### BRIEF
Copy out every line of the data where the word "struct" is found.

——

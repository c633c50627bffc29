//! Best-effort detection of the user's state and country.
//!
//! A [`PositionSource`] supplies coordinates, the [`ReverseGeocoder`] turns
//! them into an address. Every failure maps to one [`LocationError`] variant
//! with its own message; none of them stop the user from typing the fields.

pub mod geocode;
pub mod position;

use async_trait::async_trait;
use thiserror::Error;
use tracing::{info, warn};

pub use geocode::ReverseGeocoder;
pub use position::{FixedPosition, IpPosition, PositionSource, parse_coordinates};

#[derive(Debug, Clone, Copy, PartialEq)]
pub struct Position {
    pub latitude: f64,
    pub longitude: f64,
}

impl Position {
    pub fn new(latitude: f64, longitude: f64) -> Result<Self, LocationError> {
        if !(-90.0..=90.0).contains(&latitude) || !(-180.0..=180.0).contains(&longitude) {
            return Err(LocationError::PositionUnavailable);
        }
        Ok(Self {
            latitude,
            longitude,
        })
    }
}

#[derive(Debug, Clone, PartialEq, Eq)]
pub struct Address {
    pub state: String,
    pub country: String,
}

#[derive(Debug, Clone, PartialEq, Eq, Error)]
pub enum LocationError {
    #[error("Location access was denied. Please enter your state and country manually.")]
    PermissionDenied,

    #[error("Location request timed out. Please try again or enter the details manually.")]
    Timeout,

    #[error("Location information is unavailable.")]
    PositionUnavailable,

    #[error("The address lookup service is unavailable. Please enter the details manually.")]
    ServiceUnavailable,

    #[error("Could not determine state and country from your location.")]
    AddressIncomplete,
}

impl LocationError {
    /// Classify a transport error from either location service.
    pub(crate) fn from_transport(err: &reqwest::Error, otherwise: LocationError) -> Self {
        if err.is_timeout() {
            LocationError::Timeout
        } else {
            otherwise
        }
    }
}

#[async_trait]
pub trait AddressLookup: Send + Sync {
    async fn locate(&self) -> Result<Address, LocationError>;
}

/// Position source followed by reverse geocoding.
pub struct GeoLocator {
    position: Box<dyn PositionSource>,
    geocoder: ReverseGeocoder,
}

impl GeoLocator {
    pub fn new(position: Box<dyn PositionSource>, geocoder: ReverseGeocoder) -> Self {
        Self { position, geocoder }
    }
}

#[async_trait]
impl AddressLookup for GeoLocator {
    async fn locate(&self) -> Result<Address, LocationError> {
        let position = self.position.current_position().await.map_err(|e| {
            warn!("Could not determine position: {}", e);
            e
        })?;

        let address = self.geocoder.reverse(position).await.map_err(|e| {
            warn!(
                latitude = position.latitude,
                longitude = position.longitude,
                "Reverse geocoding failed: {}",
                e
            );
            e
        })?;

        info!(state = %address.state, country = %address.country, "Detected location");
        Ok(address)
    }
}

——

### TASK SOLUTION
pub struct Position {
pub struct Address {
pub struct GeoLocator {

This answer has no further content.